I give the end user to either provide username i.e dest_user for which ssh-keys is already setup on Linux for all destination hosts i.e dest_host.

Below is how I setup dynamic inventory for passwordless user

- add_host:
    name: "{{ item }}"
    groups: dest_nodes
    ansible_user: "{{ dest_user }}"
  with_items: "{{ dest_host.split() }}"
  when: dest_user != ""

All good. The second scenario is when the user does not provide any dest_user then his SSO username (I get this from their Jenkins login) and password i.e., dest_pass which he enters manually should be used for all hosts in the dynamic inventory.

How can I construct dest_nodes group to accommodate both username for passwordless login and both username-password for SSO login?

Answer 1

You can conditionally prompt for a variable using the pause module, and use the special variable omit to make the ansible_password optional in your add_host task.

Note: as you seems to have a pretty good idea on the way to get the user from Jenkins, I assumed it in a variable dest_user_from_jenkins, here.

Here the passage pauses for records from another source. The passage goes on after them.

pub mod config;
pub mod db;
pub mod error;
pub mod ingestion;
pub mod metadata;

pub use config::LoaderConfig;
pub use error::{LoaderError, Result};
pub use ingestion::{run, LoadSummary, StreamingLoader};
pub use metadata::{DatasetMetadata, FileMetadataSource, MetadataSource, SocrataMetadataSource};
//! Platform-specific configuration

use crossterm::event::KeyModifiers;

/// Platform-appropriate modifier for the toggle shortcuts
/// - macOS: SUPER (Cmd key)
/// - Linux/Windows: CONTROL (Ctrl key)
#[cfg(target_os = "macos")]
pub const SHORTCUT_MODIFIER: KeyModifiers = KeyModifiers::SUPER;

#[cfg(not(target_os = "macos"))]
pub const SHORTCUT_MODIFIER: KeyModifiers = KeyModifiers::CONTROL;

/// Language toggle shortcut display for the status bar
#[cfg(target_os = "macos")]
pub const LANGUAGE_SHORTCUT: &str = "Cmd+L";

#[cfg(not(target_os = "macos"))]
pub const LANGUAGE_SHORTCUT: &str = "Ctrl+L";

/// Password visibility shortcut display for the status bar
#[cfg(target_os = "macos")]
pub const VISIBILITY_SHORTCUT: &str = "Cmd+P";

#[cfg(not(target_os = "macos"))]
pub const VISIBILITY_SHORTCUT: &str = "Ctrl+P";
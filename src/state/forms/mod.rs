//! Form state for the login screen

mod field;
mod login_form;

pub use field::*;
pub use login_form::*;
//! UI module for rendering the TUI

mod components;
mod forms;
mod layout;
mod login;
mod shortcuts;

pub use layout::{content_width, content_x_offset, MAX_CONTENT_WIDTH};

use crate::app::App;
use crate::i18n::LayoutDirection;
use ratatui::layout::Alignment;
use ratatui::Frame;

/// Main draw function
pub fn draw(frame: &mut Frame, app: &App) {
    let area = frame.area();

    let content_area = layout::create_layout(area);
    login::draw(frame, content_area, app);
    layout::draw_status_bar(frame, app);
}

/// Alignment of the leading edge for the given layout direction
pub(crate) fn leading_alignment(direction: LayoutDirection) -> Alignment {
    if direction.is_rtl() {
        Alignment::Right
    } else {
        Alignment::Left
    }
}
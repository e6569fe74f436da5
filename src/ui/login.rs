//! Login screen rendering

use super::components::render_button;
use super::forms::draw_field_with_value;
use super::{leading_alignment, shortcuts};
use crate::app::App;
use crate::i18n::{self, MessageKey};
use crate::state::{LoginFocus, PressedButton, FIELD_HEIGHT, SHORTCUTS_HEIGHT};
use ratatui::{
    layout::{Constraint, Direction, Layout, Rect},
    style::{Color, Modifier, Style},
    text::{Line, Span},
    widgets::{Block, Borders, Paragraph},
    Frame,
};

/// Draw the login screen into the content column.
///
/// The row constraints must stay in sync with the `UiArea` constants used
/// for mouse hit-testing.
pub fn draw(frame: &mut Frame, area: Rect, app: &App) {
    let flags = app.state.form.derived();

    let chunks = Layout::default()
        .direction(Direction::Vertical)
        .constraints([
            Constraint::Length(1),                // top margin
            Constraint::Length(1),                // header
            Constraint::Length(1),                // gap
            Constraint::Length(FIELD_HEIGHT),     // username
            Constraint::Length(1),                // gap
            Constraint::Length(FIELD_HEIGHT),     // password
            Constraint::Length(1),                // forgot link
            Constraint::Length(1),                // gap
            Constraint::Length(FIELD_HEIGHT),     // login button
            Constraint::Length(1),                // help line
            Constraint::Length(1),                // gap
            Constraint::Length(1),                // divider
            Constraint::Length(SHORTCUTS_HEIGHT), // promo shortcuts
            Constraint::Min(0),
        ])
        .split(area);

    let locale = app.state.form.locale();
    let direction = flags.layout_direction;

    draw_header(frame, chunks[1], app);

    draw_field_with_value(
        frame,
        chunks[3],
        i18n::text(locale, app.state.form.username.label),
        app.state.form.username.as_text(),
        app.state.focus == LoginFocus::Username,
        direction,
        None,
    );

    let visibility_hint = if app.state.form.password_visible {
        MessageKey::HidePassword
    } else {
        MessageKey::ShowPassword
    };
    draw_field_with_value(
        frame,
        chunks[5],
        i18n::text(locale, app.state.form.password.label),
        &app.state.form.display_password(),
        app.state.focus == LoginFocus::Password,
        direction,
        Some(i18n::text(locale, visibility_hint)),
    );

    draw_forgot_link(frame, chunks[6], app);

    let login_pressed = app
        .state
        .button_press
        .as_ref()
        .is_some_and(|press| press.button == PressedButton::Login);
    render_button(
        frame,
        chunks[8],
        i18n::text(locale, MessageKey::Login),
        app.state.focus == LoginFocus::Submit,
        flags.login_enabled,
        login_pressed,
    );

    draw_help_line(frame, chunks[9], app);

    let divider = Block::default()
        .borders(Borders::TOP)
        .border_style(Style::default().fg(Color::DarkGray));
    frame.render_widget(divider, chunks[11]);

    if app.state.show_shortcuts {
        shortcuts::draw(frame, chunks[12], direction, locale);
    }
}

/// Header row: bank wordmark on the leading side, language toggle on the
/// trailing side. Sides swap under RTL.
fn draw_header(frame: &mut Frame, area: Rect, app: &App) {
    let locale = app.state.form.locale();
    let direction = app.state.form.layout_direction();

    let halves = Layout::default()
        .direction(Direction::Horizontal)
        .constraints([Constraint::Percentage(50), Constraint::Percentage(50)])
        .split(area);

    let toggle_pressed = app
        .state
        .button_press
        .as_ref()
        .is_some_and(|press| press.button == PressedButton::LanguageToggle);
    let mut toggle_style = Style::default()
        .fg(Color::Red)
        .add_modifier(Modifier::BOLD);
    if toggle_pressed {
        toggle_style = toggle_style.add_modifier(Modifier::REVERSED);
    }

    let wordmark = Paragraph::new(Span::styled(
        i18n::text(locale, MessageKey::BankName),
        Style::default().fg(Color::Red).add_modifier(Modifier::BOLD),
    ));
    let toggle = Paragraph::new(Span::styled(
        i18n::text(locale, MessageKey::LanguageToggle),
        toggle_style,
    ));

    // The wordmark leads and the toggle trails
    if direction.is_rtl() {
        frame.render_widget(toggle.alignment(ratatui::layout::Alignment::Left), halves[0]);
        frame.render_widget(
            wordmark.alignment(ratatui::layout::Alignment::Right),
            halves[1],
        );
    } else {
        frame.render_widget(wordmark.alignment(ratatui::layout::Alignment::Left), halves[0]);
        frame.render_widget(
            toggle.alignment(ratatui::layout::Alignment::Right),
            halves[1],
        );
    }
}

fn draw_forgot_link(frame: &mut Frame, area: Rect, app: &App) {
    let locale = app.state.form.locale();
    let direction = app.state.form.layout_direction();

    let link = Paragraph::new(Span::styled(
        i18n::text(locale, MessageKey::ForgotCredentials),
        Style::default()
            .fg(Color::Gray)
            .add_modifier(Modifier::UNDERLINED),
    ))
    .alignment(leading_alignment(direction));

    frame.render_widget(link, area);
}

/// Help text followed by an underlined contact-us fragment
fn draw_help_line(frame: &mut Frame, area: Rect, app: &App) {
    let locale = app.state.form.locale();
    let direction = app.state.form.layout_direction();

    let line = Line::from(vec![
        Span::styled(
            i18n::text(locale, MessageKey::Help),
            Style::default().fg(Color::DarkGray),
        ),
        Span::styled(
            i18n::text(locale, MessageKey::ContactUs),
            Style::default()
                .fg(Color::Red)
                .add_modifier(Modifier::UNDERLINED),
        ),
    ]);

    frame.render_widget(
        Paragraph::new(line).alignment(leading_alignment(direction)),
        area,
    );
}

Here would be the two tasks to do so:

- pause:
    prompt: Please enter your password
    echo: no
  register: dest_pass
  when: dest_user | default('') == ''

- add_host:
    name: "{{ item }}"
    groups: dest_nodes
    ansible_user: "{{ dest_user | default(dest_user_from_jenkins) }}"
    ansible_password: "{{ dest_pass.user_input | default(omit) }}"
  loop: "{{ dest_host.split() }}"

---

Given the playbook:

- hosts: localhost
  gather_facts: no
  vars:
    dest_host: foo bar
    dest_user_from_jenkins: dest_user_not_set

  tasks:
    - pause:
        prompt: Please enter your password
        echo: no
      register: dest_pass
      when: dest_user | default('') == ''

    - add_host:
        name: "{{ item }}"
        groups: dest_nodes
        ansible_user: "{{ dest_user | default(dest_user_from_jenkins) }}"
        ansible_password: "{{ dest_pass.user_input | default(omit) }}"
      loop: "{{ dest_host.split() }}"

    - debug:
        msg: |
          user: {{ hostvars[item].ansible_user }}
          password: {{ 
            hostvars[item].ansible_password 
              | default('password has not been set!') 
          }}
      loop: "{{ groups['dest_nodes'] }}"

We end up having two possible paths:

• When run without any extra parameter, this yields:

  TASK [pause] ***********************************************************
  [pause]
  Please enter your password (output is hidden):
  ok: [localhost]
  
  TASK [add_host] ********************************************************
  ok: [localhost] => (item=foo)
  ok: [localhost] => (item=bar)
  
  TASK [debug] ***********************************************************
  ok: [localhost] => (item=foo) => 
    msg: |-
      user: dest_user_not_set
      password: password
  ok: [localhost] => (item=bar) => 
    msg: |-
      user: dest_user_not_set
      password: password
  

• When run with --extra-vars "dest_user=dest_user_set", this yields:

  TASK [pause] ***********************************************************
  skipping: [localhost]
  
  TASK [add_host] ********************************************************
  ok: [localhost] => (item=foo)
  ok: [localhost] => (item=bar)
  
  TASK [debug] ***********************************************************
  ok: [localhost] => (item=foo) => 
    msg: |-
      user: dest_user_set
      password: password has not been set!
  ok: [localhost] => (item=bar) => 
    msg: |-
      user: dest_user_set
      password: password has not been set!